Or, si les critères de l’arrêt Oakes demeurent toujours ceux qui gouvernent les tribunaux lors du recours à l’article premier de la Charte canadienne un peu plus de 20 ans après leur élaboration, « les conditions générales auxquelles doit satisfaire une règle de droit pour constituer une limite raisonnable à un droit constitutionnel […] demeurent contestées, voire confuses » (p. 3). Conformément à cette problématique initiale, le fil d’Ariane liant les différents essais réunis dans l’ouvrage dirigé par Luc B. Tremblay, professeur titulaire à la Faculté de droit de l’Université de Montréal, et Grégoire C.N. Webber, membre associé du Centre de recherche en éthique de l’Université de Montréal (CREUM), est défini en ces termes en introduction : « Ces essais nous invitent à réfléchir et à réévaluer le “test de Oakes” et son statut dans la jurisprudence constitutionnelle. Ils ne répondent pas à toutes les questions que soulève l’arrêt Oakes […] Mais ils nous invitent à questionner ce qui n’est pas souvent questionné et à remettre en question les assises de la jurisprudence de la Charte. Bref, ils nous invitent à saisir soit la fin, soit la finalité de Oakes » (p. 12).
Dans le premier essai, intitulé « The Pluralism of the Charter : Revisiting the Oakes Test » (p. 13-35), le professeur Brian Slattery adopte une perspective critique sur le rôle « externe » qui a été réservé à l’article premier de la Charte canadienne et, plus largement, à l’étape de la justification des atteintes aux droits et libertés fondamentaux. Selon lui, alors que la Cour suprême a privilégié une approche « moniste » (soit une approche par l’entremise de laquelle une seule et même grille d’analyse s’applique en matière de justification, et ce, indépendamment du droit ou de la liberté dont il est question), une approche « pluraliste » aurait dû être privilégiée, ce qui aurait permis que les caractéristiques particulières des différents droits et libertés soient davantage prises en considération à l’étape de la justification.
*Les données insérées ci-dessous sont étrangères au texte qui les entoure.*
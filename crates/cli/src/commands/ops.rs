//! Operations checks: backend reachability and role lookups.

use tracing::info;

use aegis_core::Email;

use super::{backend_from_env, operator_token};

/// Probe the policy backend.
///
/// # Errors
///
/// Returns an error if `AEGIS_BACKEND_URL` is not set or the backend
/// does not answer.
pub async fn ping() -> Result<(), Box<dyn std::error::Error>> {
    let backend = backend_from_env()?;

    backend.ping().await?;
    info!("Backend is reachable");

    Ok(())
}

/// Resolve and print an account's role grants.
///
/// # Errors
///
/// Returns an error if environment variables are missing, the email is
/// invalid, or the lookup fails.
pub async fn check_role(email: &str) -> Result<(), Box<dyn std::error::Error>> {
    let backend = backend_from_env()?;
    let token = operator_token()?;
    let email = Email::parse(email)?;

    let flags = backend.check_role(&token, &email).await?;

    info!("Role grants for {email}");
    info!("  admin: {}", flags.is_admin);
    info!("  agent: {}", flags.is_agent);
    info!("  effective role: {}", flags.reduce());

    Ok(())
}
Deuxième à prendre la plume, Grégoire C.N. Webber (qui est également codirecteur de l’ouvrage) fournit un essai dont le titre est : « La disposition limitative de la Charte canadienne : une invitation à définir les droits et libertés aux contours indéterminés » (p. 37-57). Dans celui-ci, Webber s’attaque principalement à l’impact que le rôle « externe » conféré à l’article premier par les tribunaux canadiens a eu dans le processus de « délimitation » des droits et libertés fondamentaux protégés par la Charte canadienne et les dérives que ce même rôle a été susceptible de produire concrètement concernant, notamment, la portée substantive très (ou trop) large qui fut conférée à certains de ces mêmes droits et libertés fondamentaux.
Le troisième essai, écrit par le professeur Alan Brudner et intitulé : « What Theory of Rights Best Explains the Oakes Test ? » (p. 59-76), se veut un très intéressant effort d’analyse du contexte et des schèmes de pensée ayant pu mener la Cour suprême à l’élaboration du « test de Oakes » pour baliser l’application de l’article premier de la Charte canadienne. Partant de différentes « incohérences apparentes » liées au même test, le professeur Brudner tente d’identifier un système philosophique pouvant justifier la structure politicojuridique des critères établis par l’arrêt Oakes et en vient à la conclusion – après avoir « testé » les théories philosophiques contemporaines de L.W. Sumner, David Beatty et Lorraine Weinrib – que la réponse réside dans les travaux du philosophe Georg Wilhelm Friedrich Hegel.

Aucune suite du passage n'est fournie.